To do: The line containing "filename src/models/education.rs" and every line after it, through the last one below: output exactly these and nothing else.

Collection entries
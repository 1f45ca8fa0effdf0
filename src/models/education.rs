use chrono::NaiveDate;

use crate::utils::validation::is_blank;
use crate::wizard::entry_list::StageEntry;

#[derive(Debug, Clone, Default, PartialEq)]
pub struct EducationEntry {
    pub level_id: Option<i64>,
    pub name: String,
    pub date: Option<NaiveDate>,
}

#[derive(Debug, Clone, PartialEq)]
pub enum EducationField {
    Level(Option<i64>),
    Name(String),
    Date(Option<NaiveDate>),
}

impl StageEntry for EducationEntry {
    type Field = EducationField;

    fn apply(&mut self, field: EducationField) {
        match field {
            EducationField::Level(level_id) => self.level_id = level_id,
            EducationField::Name(name) => self.name = name,
            EducationField::Date(date) => self.date = date,
        }
    }

    fn is_complete(&self) -> bool {
        self.level_id.is_some() && !is_blank(&self.name) && self.date.is_some()
    }
}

Output for this exercise:
filename src/models/education.rs
use chrono::NaiveDate;

use crate::utils::validation::is_blank;
use crate::wizard::entry_list::StageEntry;

#[derive(Debug, Clone, Default, PartialEq)]
pub struct EducationEntry {
    pub level_id: Option<i64>,
    pub name: String,
    pub date: Option<NaiveDate>,
}

#[derive(Debug, Clone, PartialEq)]
pub enum EducationField {
    Level(Option<i64>),
    Name(String),
    Date(Option<NaiveDate>),
}

impl StageEntry for EducationEntry {
    type Field = EducationField;

    fn apply(&mut self, field: EducationField) {
        match field {
            EducationField::Level(level_id) => self.level_id = level_id,
            EducationField::Name(name) => self.name = name,
            EducationField::Date(date) => self.date = date,
        }
    }

    fn is_complete(&self) -> bool {
        self.level_id.is_some() && !is_blank(&self.name) && self.date.is_some()
    }
}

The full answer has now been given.